(Collected data)
= = = =

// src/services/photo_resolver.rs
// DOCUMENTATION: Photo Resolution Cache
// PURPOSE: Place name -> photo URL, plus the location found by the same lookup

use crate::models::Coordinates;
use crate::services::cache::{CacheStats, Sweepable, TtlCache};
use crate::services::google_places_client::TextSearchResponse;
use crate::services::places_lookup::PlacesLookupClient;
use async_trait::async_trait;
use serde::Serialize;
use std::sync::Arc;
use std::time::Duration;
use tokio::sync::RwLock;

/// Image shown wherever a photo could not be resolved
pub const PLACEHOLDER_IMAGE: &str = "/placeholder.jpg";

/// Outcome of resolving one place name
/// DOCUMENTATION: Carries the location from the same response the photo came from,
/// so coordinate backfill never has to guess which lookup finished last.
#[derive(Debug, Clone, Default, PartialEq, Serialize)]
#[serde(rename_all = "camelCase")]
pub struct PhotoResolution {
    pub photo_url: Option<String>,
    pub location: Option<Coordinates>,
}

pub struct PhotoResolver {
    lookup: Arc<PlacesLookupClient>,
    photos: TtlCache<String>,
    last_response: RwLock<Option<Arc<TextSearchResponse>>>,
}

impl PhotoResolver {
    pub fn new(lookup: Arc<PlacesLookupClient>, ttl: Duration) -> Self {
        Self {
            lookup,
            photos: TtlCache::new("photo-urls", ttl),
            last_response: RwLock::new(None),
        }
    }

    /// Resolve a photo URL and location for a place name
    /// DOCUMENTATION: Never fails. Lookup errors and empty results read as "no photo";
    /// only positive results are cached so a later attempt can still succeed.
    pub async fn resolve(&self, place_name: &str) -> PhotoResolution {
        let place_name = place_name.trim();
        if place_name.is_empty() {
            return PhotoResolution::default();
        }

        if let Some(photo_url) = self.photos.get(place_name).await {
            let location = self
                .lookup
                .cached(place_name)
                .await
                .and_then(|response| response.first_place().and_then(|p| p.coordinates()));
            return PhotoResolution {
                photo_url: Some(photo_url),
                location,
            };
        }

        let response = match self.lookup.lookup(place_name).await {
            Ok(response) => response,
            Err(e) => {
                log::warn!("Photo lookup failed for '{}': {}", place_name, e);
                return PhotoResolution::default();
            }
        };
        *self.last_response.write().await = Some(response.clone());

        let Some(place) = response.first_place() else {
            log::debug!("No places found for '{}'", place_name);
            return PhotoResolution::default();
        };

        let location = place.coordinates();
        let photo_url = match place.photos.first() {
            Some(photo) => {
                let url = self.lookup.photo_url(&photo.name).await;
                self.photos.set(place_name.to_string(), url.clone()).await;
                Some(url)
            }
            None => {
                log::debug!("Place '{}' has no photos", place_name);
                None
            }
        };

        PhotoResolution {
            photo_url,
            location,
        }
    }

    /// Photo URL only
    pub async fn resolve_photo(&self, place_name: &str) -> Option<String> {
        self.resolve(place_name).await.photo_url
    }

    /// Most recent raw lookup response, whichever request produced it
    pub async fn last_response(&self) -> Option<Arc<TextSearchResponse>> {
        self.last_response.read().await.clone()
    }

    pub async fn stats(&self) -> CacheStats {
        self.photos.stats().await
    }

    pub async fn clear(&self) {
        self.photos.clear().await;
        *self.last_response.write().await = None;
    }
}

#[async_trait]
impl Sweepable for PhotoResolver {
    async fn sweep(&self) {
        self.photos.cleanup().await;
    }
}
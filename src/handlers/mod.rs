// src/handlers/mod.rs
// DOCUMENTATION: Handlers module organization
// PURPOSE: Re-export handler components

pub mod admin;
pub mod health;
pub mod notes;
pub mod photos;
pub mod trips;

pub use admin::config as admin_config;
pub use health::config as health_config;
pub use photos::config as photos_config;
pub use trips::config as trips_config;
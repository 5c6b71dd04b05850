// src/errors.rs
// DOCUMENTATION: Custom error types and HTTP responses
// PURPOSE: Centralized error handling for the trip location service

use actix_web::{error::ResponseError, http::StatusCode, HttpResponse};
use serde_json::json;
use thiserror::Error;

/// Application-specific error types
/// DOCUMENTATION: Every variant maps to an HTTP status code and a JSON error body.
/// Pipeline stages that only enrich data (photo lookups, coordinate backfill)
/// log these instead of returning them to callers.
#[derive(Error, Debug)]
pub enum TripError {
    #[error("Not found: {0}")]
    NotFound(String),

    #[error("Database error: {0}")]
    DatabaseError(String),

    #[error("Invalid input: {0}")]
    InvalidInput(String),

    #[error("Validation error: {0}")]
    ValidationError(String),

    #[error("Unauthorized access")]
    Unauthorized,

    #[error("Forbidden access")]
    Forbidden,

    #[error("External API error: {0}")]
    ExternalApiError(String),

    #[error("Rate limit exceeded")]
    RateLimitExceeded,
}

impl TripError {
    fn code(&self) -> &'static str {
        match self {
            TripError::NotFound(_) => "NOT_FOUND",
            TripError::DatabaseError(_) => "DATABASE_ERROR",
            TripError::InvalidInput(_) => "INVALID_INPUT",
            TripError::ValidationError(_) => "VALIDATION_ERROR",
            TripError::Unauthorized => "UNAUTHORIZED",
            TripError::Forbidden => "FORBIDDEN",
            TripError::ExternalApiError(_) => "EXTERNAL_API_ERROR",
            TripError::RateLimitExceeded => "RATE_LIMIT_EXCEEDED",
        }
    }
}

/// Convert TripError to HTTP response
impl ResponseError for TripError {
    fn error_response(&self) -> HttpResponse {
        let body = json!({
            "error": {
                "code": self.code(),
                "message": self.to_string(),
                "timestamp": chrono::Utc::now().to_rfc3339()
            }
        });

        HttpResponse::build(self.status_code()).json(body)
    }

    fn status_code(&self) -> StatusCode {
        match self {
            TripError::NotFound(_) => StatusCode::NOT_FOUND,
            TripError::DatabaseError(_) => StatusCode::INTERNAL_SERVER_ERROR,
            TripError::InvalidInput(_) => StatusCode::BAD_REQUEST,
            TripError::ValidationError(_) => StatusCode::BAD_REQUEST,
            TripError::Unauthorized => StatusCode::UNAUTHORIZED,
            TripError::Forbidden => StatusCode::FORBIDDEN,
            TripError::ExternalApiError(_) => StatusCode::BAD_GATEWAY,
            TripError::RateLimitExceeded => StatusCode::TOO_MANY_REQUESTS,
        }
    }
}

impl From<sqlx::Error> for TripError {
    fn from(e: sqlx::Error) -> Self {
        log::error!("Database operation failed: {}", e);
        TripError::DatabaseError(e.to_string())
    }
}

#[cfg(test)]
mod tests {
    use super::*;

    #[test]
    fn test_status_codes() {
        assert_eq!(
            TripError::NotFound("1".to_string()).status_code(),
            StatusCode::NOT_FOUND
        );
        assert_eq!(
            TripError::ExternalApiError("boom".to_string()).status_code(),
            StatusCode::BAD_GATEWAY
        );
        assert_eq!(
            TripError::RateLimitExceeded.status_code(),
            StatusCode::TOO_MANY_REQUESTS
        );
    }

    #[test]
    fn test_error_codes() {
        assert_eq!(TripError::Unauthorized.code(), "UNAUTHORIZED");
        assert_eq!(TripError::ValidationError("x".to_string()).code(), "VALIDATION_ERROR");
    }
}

= = = =

- **Exercise objective**
Reproduce exactly the lines above from the line with "pub async fn clear(&self)" to the line with "trip location service", including both, and add nothing.

- **Solution to this problem**
    pub async fn clear(&self) {
        self.photos.clear().await;
        *self.last_response.write().await = None;
    }
}

#[async_trait]
impl Sweepable for PhotoResolver {
    async fn sweep(&self) {
        self.photos.cleanup().await;
    }
}
filename src/handlers/mod.rs
// src/handlers/mod.rs
// DOCUMENTATION: Handlers module organization
// PURPOSE: Re-export handler components

pub mod admin;
pub mod health;
pub mod notes;
pub mod photos;
pub mod trips;

pub use admin::config as admin_config;
pub use health::config as health_config;
pub use photos::config as photos_config;
pub use trips::config as trips_config;
repository 5c6b71dd04b05850
// src/errors.rs
// DOCUMENTATION: Custom error types and HTTP responses
// PURPOSE: Centralized error handling for the trip location service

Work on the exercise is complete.